You should refer to the certificate of designations establishing a particular series of preferred stock which will be filed with the Secretary of State of the State of Delaware and the Securities and Exchange Commission in connection with any offering of preferred stock. 
 
Each prospectus relating to a series of preferred stock may describe material U.S. federal income tax considerations applicable to the purchase, holding and disposition of such series of preferred stock. 

Provisions of the Certificate of Incorporation and Bylaws that May Have an Anti-Takeover Effect 
 
Certain provisions of our charter, our bylaws and Delaware General Corporation Law (the “DGCL”) may have anti-takeover effects. The provisions are designed to reduce, or have the effect of reducing, our vulnerability to unsolicited takeover attempts. For example, the additional shares of authorized common stock and preferred stock available for issuance under our charter could be issued at such times, under such circumstances, and with such terms and conditions as to impede a change in control. We are subject to the provisions of Section 203 of the DGCL, which prohibits a publicly held Delaware corporation from engaging in a “business combination” with an interested stockholder, unless the business combination is approved in a prescribed manner. A “business combination” includes mergers, asset sales and other transactions resulting in a financial benefit to the interested stockholder. Subject to specified exceptions, an “interested stockholder” is a person who, together with affiliates and associates, owns, or within three years did own, 15% or more of the corporation’s voting stock.

Elimination of Liability in Certain Circumstances

Our charter eliminates the liability of our directors to us or our stockholders for monetary damages resulting from breaches of their fiduciary duties as directors. Directors remain liable for breaches of their duty of loyalty to us or our stockholders, as well as for acts or omissions not in good faith or that involve intentional misconduct or a knowing violation of law, and transactions from which a director derives improper personal benefit. Our charter does not absolve directors of liability for payment of dividends or stock purchases or redemptions by us in violation of Section 174 (or any successor provision) of the DGCL. 

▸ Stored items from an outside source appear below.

use chrono::{DateTime, Utc};
use serde::Serialize;

#[derive(Debug, Clone, Copy, PartialEq, Eq, Serialize)]
pub enum TaskStatus {
    Pending,
    InProgress,
    Completed,
    Rejected,
}

impl TaskStatus {
    /// Convert enum → DB string
    pub fn to_db_str(&self) -> &'static str {
        match self {
            TaskStatus::Pending => "pending",
            TaskStatus::InProgress => "in_progress",
            TaskStatus::Completed => "completed",
            TaskStatus::Rejected => "rejected",
        }
    }

    /// Convert DB string → enum
    pub fn from_db_str(s: &str) -> Option<Self> {
        match s {
            "pending" => Some(TaskStatus::Pending),
            "in_progress" => Some(TaskStatus::InProgress),
            "completed" => Some(TaskStatus::Completed),
            "rejected" => Some(TaskStatus::Rejected),
            _ => None,
        }
    }

    /// Open tasks are the ones that count toward a manager's load.
    pub fn is_open(&self) -> bool {
        matches!(self, TaskStatus::Pending | TaskStatus::InProgress)
    }
}

#[derive(Debug, Clone, Copy, PartialEq, Eq, Serialize)]
pub enum TaskPriority {
    Low,
    Normal,
    High,
    Urgent,
}

impl TaskPriority {
    pub fn to_db_str(&self) -> &'static str {
        match self {
            TaskPriority::Low => "low",
            TaskPriority::Normal => "normal",
            TaskPriority::High => "high",
            TaskPriority::Urgent => "urgent",
        }
    }

    pub fn from_db_str(s: &str) -> Option<Self> {
        match s {
            "low" => Some(TaskPriority::Low),
            "normal" => Some(TaskPriority::Normal),
            "high" => Some(TaskPriority::High),
            "urgent" => Some(TaskPriority::Urgent),
            _ => None,
        }
    }
}

/// A work item. Created by an external requester; the balancer sets
/// `assigned_to` exactly once at creation time and never reassigns.
#[derive(Debug, Clone, Serialize)]
pub struct Task {
    pub id: String,
    pub title: String,
    pub project_id: String,
    pub priority: TaskPriority,
    pub status: TaskStatus,
    pub assigned_to: Option<String>,
    pub created_at: DateTime<Utc>,
}

impl Task {
    pub fn new(id: &str, title: &str, project_id: &str, priority: TaskPriority) -> Self {
        Self {
            id: id.to_string(),
            title: title.to_string(),
            project_id: project_id.to_string(),
            priority,
            status: TaskStatus::Pending,
            assigned_to: None,
            created_at: Utc::now(),
        }
    }
}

The effect of this provision is to eliminate the personal liability of directors for monetary damages for actions involving a breach of their fiduciary duty of care, including any such actions involving gross negligence. We do not believe that this provision eliminates the liability of our directors to us or our stockholders for monetary damages under the federal securities laws. The charter and bylaws also provide indemnification for the benefit of our directors and officers to the fullest extent permitted by the DGCL as it may be amended from time to time, including most circumstances under which indemnification otherwise would be discretionary.